SQSTM1 agonists enhance host innate immunity against Mtb and other pathogens via SQSTM1-mediated xenophagy. (A) Intracellular survival of Mtb assessed in BMDMs treated with YTK-A76 (1, 5, or 10 µM) and YTK-2205 (1, 5, or 10 µM) for 3 days. (B) BMDMs were transduced with lentivirus expressing shNS or shSqstm1, and then treated with YTK-2205 (5 µM) for 3 days. Intracellular survival of Mtb measured by CFU assay. (C) BMDMs were infected with Mtb-ERFP (MOI of 5) for 2 h and then cells were treated with YTK-2205, YTK-A76, or YOK-1109 at 5 μM for 18 h. Colocalization analysis of SQSTM1 (green) and Mtb-ERFP by immunofluorescence analysis. Scale bar: 5 µm. (D) BMDMs were infected with Mtb-ERFP (MOI of 5) and treated with YTK-2205 (5 μM). Colocalization analysis of LC3 (green) and Mtb-ERFP in BMDMs by using immunostaining analysis. Scale bar: 8 µm (left panel). Quantitative graph represents the average percentage of Mtb-ERFP colocalized with LC3 puncta per cells (right panel; n = 11). (E) Representative TEM images of BMDMs treated with YTK-2205 (5 μM) under uninfected or Mtb-infected conditions.

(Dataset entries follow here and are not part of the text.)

/// Persistence contract the lifecycle engine runs against. Every item is
/// addressed through `certtrack_core::keys`.
pub trait CertificationStore {
    fn certifications(&self, owner: &str) -> Result<Vec<CertificationRecord>, StorageError>;

    fn certification(
        &self,
        owner: &str,
        certification_id: &str,
    ) -> Result<Option<CertificationRecord>, StorageError>;

    fn put_certification(&self, record: &CertificationRecord) -> Result<(), StorageError>;

    /// Returns whether a record was removed.
    fn delete_certification(
        &self,
        owner: &str,
        certification_id: &str,
    ) -> Result<bool, StorageError>;

    /// Status-index range query; `expiring_before` is exclusive.
    fn certifications_by_status(
        &self,
        owner: &str,
        status: CertificationStatus,
        expiring_before: Option<NaiveDate>,
    ) -> Result<Vec<CertificationRecord>, StorageError>;

    /// Category-index range query; `expiring_before` is exclusive.
    fn certifications_by_category(
        &self,
        owner: &str,
        category: &str,
        expiring_before: Option<NaiveDate>,
    ) -> Result<Vec<CertificationRecord>, StorageError>;

    /// Owners holding at least one certification.
    fn owners(&self) -> Result<Vec<String>, StorageError>;

    fn put_reminders(&self, reminders: &[ReminderEvent]) -> Result<(), StorageError>;

    fn delete_reminders(
        &self,
        owner: &str,
        certification_id: &str,
    ) -> Result<usize, StorageError>;

    /// Drops every stored reminder of the certification, then writes the new
    /// set. Implementations that can should do both in one transaction.
    fn replace_reminders(
        &self,
        owner: &str,
        certification_id: &str,
        reminders: &[ReminderEvent],
    ) -> Result<(), StorageError> {
        ensure_reminders_belong(owner, certification_id, reminders)?;
        self.delete_reminders(owner, certification_id)?;
        self.put_reminders(reminders)
    }

    fn reminders(
        &self,
        owner: &str,
        certification_id: &str,
    ) -> Result<Vec<ReminderEvent>, StorageError>;

    /// Unsent reminders scheduled on or before the given date, across owners.
    fn due_reminders(&self, on_or_before: NaiveDate) -> Result<Vec<ReminderEvent>, StorageError>;

    /// Conditional on the stored reminder still matching `reminder`'s
    /// schedule; returns false when it was regenerated or removed meanwhile.
    fn mark_reminder_sent(
        &self,
        reminder: &ReminderEvent,
        sent_at: DateTime<Utc>,
    ) -> Result<bool, StorageError>;

    fn put_analytics_summary(&self, summary: &AnalyticsSummary) -> Result<(), StorageError>;

    fn analytics_summary(
        &self,
        owner: &str,
        month: &str,
    ) -> Result<Option<AnalyticsSummary>, StorageError>;

    fn put_profile(&self, profile: &UserProfile) -> Result<(), StorageError>;

    fn profile(&self, owner: &str) -> Result<Option<UserProfile>, StorageError>;
}

#[derive(Debug, Clone, Copy)]
enum SecondaryIndex {
    /// Certifications by status; unsent reminders by due date.
    Gsi1,
    /// Certifications by category.
    Gsi2,
}

impl SecondaryIndex {
    fn columns(&self) -> (&'static str, &'static str) {
        match self {
            SecondaryIndex::Gsi1 => ("gsi1pk", "gsi1sk"),
            SecondaryIndex::Gsi2 => ("gsi2pk", "gsi2sk"),
        }
    }
}

struct ItemRow<'a> {
    key: &'a ItemKey,
    entity: EntityKind,
    gsi1: Option<&'a IndexKey>,
    gsi2: Option<&'a IndexKey>,
    payload_json: String,
}

/// Single-table SQLite store mirroring a partition/sort key layout with two
/// secondary indexes.
pub struct SqliteStore {
    conn: Connection,
}

impl SqliteStore {
    pub fn open(path: impl AsRef<Path>) -> Result<Self, StorageError> {
        let conn = Connection::open(path)?;
        let store = Self { conn };
        store.migrate()?;
        Ok(store)
    }

    pub fn open_in_memory() -> Result<Self, StorageError> {
        let conn = Connection::open_in_memory()?;
        let store = Self { conn };
        store.migrate()?;
        Ok(store)
    }

    pub fn schema_version(&self) -> Result<i64, StorageError> {
        Ok(self
            .conn
            .query_row("PRAGMA user_version", [], |row| row.get(0))?)
    }

    pub fn migrate(&self) -> Result<(), StorageError> {
        let mut current = self.schema_version()?;
        if current > STORE_SCHEMA_VERSION {
            return Err(StorageError::UnsupportedSchemaVersion {
                found: current,
                supported: STORE_SCHEMA_VERSION,
            });
        }

        if current < 1 {
            let sql = include_str!("../migrations/0001_single_table.sql");
            self.conn.execute_batch(sql)?;
            self.conn
                .execute("PRAGMA user_version = 1", [])
                .map(|_| ())?;
            current = 1;
        }

        if current < 2 {
            let sql = include_str!("../migrations/0002_entity_index.sql");
            self.conn.execute_batch(sql)?;
            self.conn
                .execute("PRAGMA user_version = 2", [])
                .map(|_| ())?;
        }

        Ok(())
    }

    pub fn item_count(&self) -> Result<i64, StorageError> {
        Ok(self
            .conn
            .query_row("SELECT COUNT(*) FROM items", [], |row| row.get(0))?)
    }

    fn query_index<T: DeserializeOwned>(
        &self,
        index: SecondaryIndex,
        pk: &str,
        sk_before: Option<String>,
    ) -> Result<Vec<T>, StorageError> {
        let (pk_column, sk_column) = index.columns();
        let upper = sk_before.unwrap_or_else(|| char::MAX.to_string());
        let sql = format!(
            "
            SELECT payload_json
            FROM items
            WHERE {pk_column} = ?1 AND {sk_column} < ?2
            ORDER BY {sk_column} ASC
            "
        );
        let mut statement = self.conn.prepare(&sql)?;
        let rows = statement.query_map(params![pk, upper], |row| row.get::<_, String>(0))?;
        let mut items = Vec::new();
        for row in rows {
            items.push(decode(&row?)?);
        }
        Ok(items)
    }
}
use crate::reminders::{LateReminderPolicy, ReminderScheduler, DEFAULT_REMINDER_OFFSETS};
use crate::status::{StatusResolver, DEFAULT_EXPIRING_WINDOW_DAYS};
use crate::validation::{validate_reminder_offsets, ValidationError};
use serde::{Deserialize, Serialize};

#[derive(Debug, Clone, Serialize, Deserialize, PartialEq, Eq)]
#[serde(default)]
pub struct EngineConfig {
    pub expiring_window_days: u32,
    pub reminder_offsets: Vec<u32>,
    pub late_reminders: LateReminderPolicy,
    /// Only consulted with `late_reminders = "skip"`.
    pub late_grace_days: u32,
    pub upcoming_limit: usize,
}

impl Default for EngineConfig {
    fn default() -> Self {
        Self {
            expiring_window_days: DEFAULT_EXPIRING_WINDOW_DAYS,
            reminder_offsets: DEFAULT_REMINDER_OFFSETS.to_vec(),
            late_reminders: LateReminderPolicy::default(),
            late_grace_days: 0,
            upcoming_limit: 5,
        }
    }
}

impl EngineConfig {
    pub fn validate(&self) -> Result<(), ValidationError> {
        validate_reminder_offsets(&self.reminder_offsets)
    }

    pub fn status_resolver(&self) -> StatusResolver {
        StatusResolver::new(self.expiring_window_days)
    }

    pub fn reminder_scheduler(&self) -> Result<ReminderScheduler, ValidationError> {
        ReminderScheduler::new(self.reminder_offsets.iter().copied())
    }
}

Scale bars: 2 µm and 1 µm (left panel). The quantitative graph represents the proportion of Mtb in compartment of autophagosomes or phagosomes in BMDMs (right panel). (F) RAW264.7 cells infected with E. coli for 30 min followed by incubation with SQSTM1 agonist at 10 μM for 6 h. (G) J774A.1 infected with S. pyogenes and treated with SQSTM1 agonist at 10 μM for 6 h. The number of intracellular bacteria was measured by CFU assay.